The National, Monday, May 9, 2011

THE news that PNG territorial boundaries could once again play host to Australia-bound asylum seekers is interesting in that the Australian media has trumpeted a return to the “Pacific Solution”, a term coined during the Howard era which called for stringent controls on the influx of refugees into the Australian mainland from Asia.
Although no official announcement has been made regarding the detouring of these oppressed individuals to detention centres in selected locations in the Pacific, the Australian government-funded facility on Manus Island has been mentioned as one likely to be operational again.
According to Australian opposition leader Tony Abbott, this represents an about face by the current Australian Labor Party-led government, in particular prime minister Julia Gillard’s insistence that it is not adopting a policy which was criticised on end when hard-nosed prime minister John Howard stuck to his guns in saying no to border crossers.
Abbott seized on the revelations that Manus was being considered for reopening. The opposition leader attacked the proposal as an admission from the government “that its border protection policies have completely, utterly and absolutely failed”.
So, what does this mean for PNG?
The first thing that was picked up on when the news initially broke last week was that the Gillard government was seriously considering revisiting the shelved Pacific solution. At no time was it mentioned that the PNG government had been formally approached to acquiesce with the supposed plan.
PNG politicians are a funny lot. Proud of their standing but, yet, not having the commensurate achievements, on a whole, to give them steady legs on which to bleat or brag, whatever the case may be.
Upon the news going viral within a matter of days, everything that the media put out was accepted as gospel without either government having made an official or joint statement. It goes without saying that this hailstorm has come about because of an Australian media eager to, at times, beat up on an issue which may prove influential for the government.
To compound the situation, the Australian government affirmed that it had met with Timor-Leste officials regarding the asylum seeker issue and held talks with them, fuelling speculations that PNG and Pacific minnows Nauru (two locations that Australia had built facilities to house asylum seekers) would again be called on to play a role in Australia’s efforts to handle the boat people.
For its part, the Gillard government has reacted with tact and played its cards close to the chest neither denying no affirming the reports.
It is interesting to note that the issue of asylum seekers has come to the fore in light of a recent protest and strike by detainees at the Villawood Detention Centre in Sydney last month. A group of detained persons at the facilities staged a violent sit-in protest which lasted several days and exposed Australia’s policy on handling refugees, illegal immigrants, boat people and border crossers as inadequate and, at times, a farce. It also showed Australian bureaucracy as nothing more than a difficult and obstinate creature to deal with when it comes to such issues.
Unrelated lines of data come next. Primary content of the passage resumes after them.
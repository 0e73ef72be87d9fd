//! Per-scope event validators.

use crate::error::{StoreError, StoreResult};
use fieldsync_events::{Event, EventType};

/// Checks an event against the events already in its scope.
pub trait EventValidator: Send + Sync {
    /// Returns an error if adding `event` to a scope holding `current`
    /// would break an invariant. `current` may contain a previous version
    /// of `event`.
    fn validate(&self, current: &[Event], event: &Event) -> StoreResult<()>;
}

fn reject_second_of_type(
    validator: &'static str,
    event_type: EventType,
    current: &[Event],
    event: &Event,
) -> StoreResult<()> {
    if event.event_type() != event_type {
        return Ok(());
    }
    let existing = current
        .iter()
        .any(|e| e.event_type() == event_type && e.id != event.id);
    if existing {
        return Err(StoreError::validation(
            validator,
            format!("scope already has a {event_type:?} event"),
        ));
    }
    Ok(())
}

/// A scope may hold at most one guid selection.
#[derive(Debug, Default, Clone, Copy)]
pub struct GuidSelectionValidator;

impl EventValidator for GuidSelectionValidator {
    fn validate(&self, current: &[Event], event: &Event) -> StoreResult<()> {
        reject_second_of_type(
            "GuidSelectionValidator",
            EventType::GuidSelection,
            current,
            event,
        )
    }
}

/// A scope may hold at most one enrolment.
#[derive(Debug, Default, Clone, Copy)]
pub struct EnrolmentValidator;

impl EventValidator for EnrolmentValidator {
    fn validate(&self, current: &[Event], event: &Event) -> StoreResult<()> {
        reject_second_of_type("EnrolmentValidator", EventType::Enrolment, current, event)
    }
}

/// Returns the validators registered on a new repository.
pub fn default_validators() -> Vec<Box<dyn EventValidator>> {
    vec![Box::new(GuidSelectionValidator), Box::new(EnrolmentValidator)]
}

#[cfg(test)]
mod tests {
    use super::*;
    use fieldsync_events::{EnrolmentPayload, EventPayload, GuidSelectionPayload, Timestamp};

    fn selection(id: &str) -> Event {
        Event::with_id(
            id,
            EventPayload::GuidSelection(GuidSelectionPayload {
                created_at: Timestamp(1),
                selected_id: "s1".into(),
            }),
        )
    }

    fn enrolment(id: &str) -> Event {
        Event::with_id(
            id,
            EventPayload::Enrolment(EnrolmentPayload {
                created_at: Timestamp(1),
                subject_id: "s1".into(),
                project_id: "p1".into(),
                module_id: "m1".into(),
                attendant_id: "u1".into(),
                person_creation_id: "pc1".into(),
            }),
        )
    }

    #[test]
    fn second_selection_rejected() {
        let err = GuidSelectionValidator
            .validate(&[selection("a")], &selection("b"))
            .unwrap_err();
        assert!(err.is_validation());
    }

    #[test]
    fn updating_same_selection_allowed() {
        assert!(GuidSelectionValidator
            .validate(&[selection("a")], &selection("a"))
            .is_ok());
    }

    #[test]
    fn other_types_ignored() {
        assert!(GuidSelectionValidator
            .validate(&[selection("a")], &enrolment("b"))
            .is_ok());
        assert!(EnrolmentValidator
            .validate(&[selection("a")], &selection("b"))
            .is_ok());
    }

    #[test]
    fn second_enrolment_rejected() {
        assert!(EnrolmentValidator
            .validate(&[enrolment("a")], &enrolment("b"))
            .is_err());
    }
}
Of course, this followed similar actions by detainees in an Australian-funded facility on Christmas Island earlier this year.
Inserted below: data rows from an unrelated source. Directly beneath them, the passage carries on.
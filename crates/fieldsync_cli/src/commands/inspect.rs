//! Inspect command implementation.

use super::OpenedStore;
use fieldsync_events::{EventScopeType, Timestamp};
use fieldsync_store::{
    DownSyncOperationRepository, EventFilter, StoreResult, SyncProgressCache,
};
use serde::Serialize;
use std::path::Path;

/// Store inspection result.
#[derive(Debug, Serialize)]
#[serde(rename_all = "camelCase")]
pub struct InspectResult {
    /// Store path.
    pub path: String,
    /// Scope counts per type.
    pub scopes: Vec<ScopeStats>,
    /// Number of stored events.
    pub event_count: usize,
    /// Number of down-sync cursors.
    pub down_sync_operations: usize,
    /// End of the last successful sync.
    #[serde(skip_serializing_if = "Option::is_none")]
    pub last_sync_time: Option<Timestamp>,
}

/// Scope counts for one scope type.
#[derive(Debug, Serialize)]
pub struct ScopeStats {
    /// Scope type.
    #[serde(rename = "type")]
    pub scope_type: EventScopeType,
    /// All scopes of the type.
    pub total: usize,
    /// Closed scopes, waiting for upload.
    pub closed: usize,
}

/// Gathers statistics of an opened store.
pub fn collect(path: &Path, store: &OpenedStore) -> StoreResult<InspectResult> {
    let source = store.repo.source();
    let mut scopes = Vec::with_capacity(EventScopeType::UPLOAD_ORDER.len());
    for scope_type in EventScopeType::UPLOAD_ORDER {
        scopes.push(ScopeStats {
            scope_type,
            total: source.count_scopes(scope_type)?,
            closed: source.count_closed_scopes(scope_type)?,
        });
    }
    Ok(InspectResult {
        path: path.display().to_string(),
        scopes,
        event_count: store.repo.local_count(&EventFilter::all())?,
        down_sync_operations: DownSyncOperationRepository::new(store.kv.clone())
            .load_all()?
            .len(),
        last_sync_time: SyncProgressCache::new(store.kv.clone())
            .read_last_successful_sync_time()?,
    })
}

/// Runs the inspect command.
pub fn run(path: &Path, format: &str) -> Result<(), Box<dyn std::error::Error>> {
    let store = super::open(path)?;
    let result = collect(path, &store)?;

    match format {
        "json" => {
            println!("{}", serde_json::to_string_pretty(&result)?);
        }
        _ => print_text_output(&result),
    }

    Ok(())
}

fn print_text_output(result: &InspectResult) {
    println!("FieldSync Store: {}", result.path);
    println!();
    println!("Scopes:");
    for stats in &result.scopes {
        println!(
            "  {:<10} {:>6} total, {:>6} closed",
            stats.scope_type.as_str(),
            stats.total,
            stats.closed
        );
    }
    println!();
    println!("Events:              {}", result.event_count);
    println!("Down-sync cursors:   {}", result.down_sync_operations);
    match result.last_sync_time {
        Some(time) => println!("Last sync:           {} ms", time.0),
        None => println!("Last sync:           never"),
    }
}

#[cfg(test)]
mod tests {
    use super::*;
    use crate::commands::test_support::seed;

    #[test]
    fn counts_open_and_closed_sessions() {
        let dir = tempfile::tempdir().unwrap();
        seed(dir.path());

        let store = crate::commands::open(dir.path()).unwrap();
        let result = collect(dir.path(), &store).unwrap();
        let sessions = &result.scopes[0];
        assert_eq!(sessions.scope_type, EventScopeType::Session);
        assert_eq!(sessions.total, 2);
        assert_eq!(sessions.closed, 1);
        assert_eq!(result.event_count, 2);
        assert_eq!(result.down_sync_operations, 0);
        assert!(result.last_sync_time.is_none());
    }

    #[test]
    fn missing_directory_is_an_error() {
        let dir = tempfile::tempdir().unwrap();
        assert!(crate::commands::open(&dir.path().join("absent")).is_err());
    }
}
impl SyncOrchestrator {
    /// Creates an orchestrator using the [`DefaultChainBuilder`].
    pub fn new(
        ctx: SyncContext,
        scheduler: Arc<dyn JobScheduler>,
        security: Arc<dyn SecurityManager>,
    ) -> Self {
        Self {
            builder: Arc::new(DefaultChainBuilder::new(ctx.clone())),
            ctx,
            scheduler,
            security,
            trigger: Mutex::new(()),
        }
    }

    /// Replaces the chain builder.
    pub fn with_chain_builder(mut self, builder: Arc<dyn SyncChainBuilder>) -> Self {
        self.builder = builder;
        self
    }

    /// Starts a sync.
    ///
    /// Returns `Ok(None)` if the project allows neither upload nor download,
    /// the id of the sync already in flight if there is one, or the id of
    /// the newly scheduled sync.
    ///
    /// # Errors
    ///
    /// Returns `SyncError::RootedDevice` on a rooted device and
    /// `SyncError::NotSignedIn` when nobody is signed in.
    pub async fn sync(&self) -> SyncResult<Option<String>> {
        self.security.check_if_device_is_rooted()?;
        let project_id = self
            .ctx
            .login
            .signed_in_project_id()
            .ok_or(SyncError::NotSignedIn)?;
        let user_id = self.ctx.login.signed_in_user_id().unwrap_or_default();

        let config = self.ctx.config_provider.project_configuration().await?;
        let state = self.ctx.config_provider.project_state().await?;
        let can_down_sync = config.frequency != SyncFrequency::OnlyPeriodicallyUpSync
            && state == ProjectState::Running;
        let can_up_sync = config.up_sync_kind.allows_up_sync();
        if !can_down_sync && !can_up_sync {
            info!(target: SYNC_LOG_TARGET, project_id = %project_id, "nothing to sync");
            return Ok(None);
        }

        self.schedule(&project_id, user_id, &config, can_down_sync, can_up_sync)
    }

    /// Plans and submits a sync unless one is in flight. Triggers are
    /// serialised from the in-flight check through the submit.
    fn schedule(
        &self,
        project_id: &str,
        user_id: String,
        config: &ProjectConfiguration,
        can_down_sync: bool,
        can_up_sync: bool,
    ) -> SyncResult<Option<String>> {
        let _trigger = self.trigger.lock();
        if let Some(sync_id) = self.in_flight_sync_id() {
            debug!(target: SYNC_LOG_TARGET, sync_id = %sync_id, "sync already in flight");
            return Ok(Some(sync_id));
        }

        self.ctx.progress.clear_progresses()?;
        if config.partitioning == Partitioning::Module {
            self.forget_unselected_modules(project_id, &config.module_ids)?;
        }
        for scope in self
            .ctx
            .events
            .source()
            .load_open_scopes(EventScopeType::DownSync)?
        {
            self.ctx.events.close_event_scope(&scope.id, None)?;
        }

        let (down_operations, tracking_scope) = if can_down_sync {
            let scope = config.down_sync_scope(user_id);
            (
                self.ctx.down_operations.operations_for(&scope)?,
                Some(
                    self.ctx
                        .events
                        .create_event_scope(EventScopeType::DownSync, None)?,
                ),
            )
        } else {
            (Vec::new(), None)
        };
        let up_operation = if can_up_sync {
            Some(self.ctx.up_operations.load(project_id)?)
        } else {
            None
        };

        let plan = SyncPlan {
            sync_id: Uuid::new_v4().to_string(),
            down_operations,
            up_operation,
            tracking_scope,
        };
        let chain = self.builder.build(&plan)?;
        let handle = self.scheduler.submit(SYNC_CHAIN_ID, chain)?;
        if handle.reused {
            return Ok(self.in_flight_sync_id().or(Some(plan.sync_id)));
        }
        info!(
            target: SYNC_LOG_TARGET,
            sync_id = %plan.sync_id,
            down = plan.down_operations.len(),
            up = plan.up_operation.is_some(),
            "sync scheduled"
        );
        Ok(Some(plan.sync_id))
    }

    /// Cancels the sync in flight. Returns how many stages were cancelled.
    pub fn cancel(&self) -> usize {
        self.scheduler.cancel_by_tag(MASTER_SYNC_TAG)
    }

    /// Summarises the last sync.
    pub fn last_sync_state(&self) -> SyncResult<SyncSummary> {
        let stages = self.scheduler.stages_by_tag(MASTER_SYNC_TAG);
        let last_sync_time = self.ctx.progress.read_last_successful_sync_time()?;
        let Some(sync_id) = stages.iter().find_map(sync_id_of) else {
            return Ok(SyncSummary {
                sync_id: None,
                state: SyncState::Idle,
                progress: 0,
                total: None,
                last_sync_time,
                failed_because_maintenance: false,
                estimated_outage: None,
                failed_because_cloud_integration: false,
            });
        };
        let stages: Vec<&StageInfo> = stages
            .iter()
            .filter(|s| s.has_tag(&sync_tag(&sync_id)))
            .collect();

        let mut progress = 0;
        let mut total = None;
        for stage in &stages {
            if stage.has_tag(UP_SYNC_TAG) || stage.has_tag(DOWN_SYNC_TAG) {
                progress += self.ctx.progress.read_progress(&stage.id)?;
            }
            if stage.has_tag(DOWN_SYNC_TAG) {
                let max = self
                    .ctx
                    .progress
                    .read_progress(&format!("{}{MAX_PROGRESS_SUFFIX}", stage.id))?;
                total = Some(total.unwrap_or(0) + max);
            }
        }

        let mut failed_because_maintenance = false;
        let mut estimated_outage = None;
        let mut failed_because_cloud_integration = false;
        for failure in stages.iter().filter_map(|s| s.failure.as_ref()) {
            match failure.reason {
                FailureReason::Maintenance {
                    estimated_outage_secs,
                } => {
                    failed_because_maintenance = true;
                    estimated_outage = estimated_outage.or(estimated_outage_secs);
                }
                FailureReason::CloudIntegration => failed_because_cloud_integration = true,
                FailureReason::Fatal | FailureReason::Exhausted => {}
            }
        }

        Ok(SyncSummary {
            sync_id: Some(sync_id),
            state: summarise(&stages),
            progress,
            total,
            last_sync_time,
            failed_because_maintenance,
            estimated_outage,
            failed_because_cloud_integration,
        })
    }

    /// Forgets every cursor, counter and the last sync time.
    pub fn delete_sync_info(&self) -> SyncResult<()> {
        self.cancel();
        self.ctx.down_operations.delete_all()?;
        self.ctx.up_operations.delete_all()?;
        self.ctx.progress.clear_progresses()?;
        self.ctx.progress.clear_last_successful_sync_time()?;
        info!(target: SYNC_LOG_TARGET, "sync info deleted");
        Ok(())
    }

    /// Asks the backend how many records each partition has left to
    /// download.
    pub async fn count_events_to_download(&self) -> SyncResult<RemoteCounts> {
        let user_id = self.ctx.login.signed_in_user_id().unwrap_or_default();
        let config = self.ctx.config_provider.project_configuration().await?;
        let scope = config.down_sync_scope(user_id);

        let mut counts = RemoteCounts::default();
        for op in self.ctx.down_operations.operations_for(&scope)? {
            for count in self.ctx.remote.count(&op.query()).await? {
                let value = u64::from(count.count);
                match count.event_type {
                    EnrolmentRecordEventType::EnrolmentRecordCreation => counts.creations += value,
                    EnrolmentRecordEventType::EnrolmentRecordDeletion => counts.deletions += value,
                    EnrolmentRecordEventType::EnrolmentRecordMove => counts.moves += value,
                }
            }
        }
        Ok(counts)
    }

    fn in_flight_sync_id(&self) -> Option<String> {
        self.scheduler
            .stages_by_tag(MASTER_SYNC_TAG)
            .iter()
            .filter(|s| !s.state.is_finished())
            .find_map(sync_id_of)
    }

    fn forget_unselected_modules(&self, project_id: &str, selected: &[String]) -> SyncResult<()> {
        let unselected: Vec<String> = self
            .ctx
            .down_operations
            .load_all()?
            .into_iter()
            .filter(|op| op.partition.project_id == project_id)
            .filter_map(|op| op.partition.module_id)
            .filter(|module| !selected.contains(module))
            .collect();
        if !unselected.is_empty() {
            let removed = self
                .ctx
                .down_operations
                .delete_operations(project_id, &unselected)?;
            warn!(target: SYNC_LOG_TARGET, removed, "forgot cursors of unselected modules");
        }
        Ok(())
    }
}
Many Australians, particularly the middle class, are concerned at their government’s continuing inability to stem the flow of illegals into the country and why the ones that get through after meeting all requirements for integration into their society are still given the runaround by a government that is clearly not sure of itself on the matter.
This fallibility in policy tends to make governments nervous, especially those built on less firm or rather conditional alliances.
As all Papua New Guineans are aware, we take particular offence at outsiders telling us how to run our affairs but more so in a condescending tone – intentional or not.
We can go back several years ago when our “chief” Sir Michael Somare was given some preferential treatment of the wrong kind while transiting through Australia which he, and as a result his government, took offence to while Australian customs’ excuse was that it was part of protocol.
Gillard is sure to make an announcement this week whether confirming or killing media reports on the matter. It would be wise for her to include PNG’s government in any decision or plan to accommodate these refugees in Manus.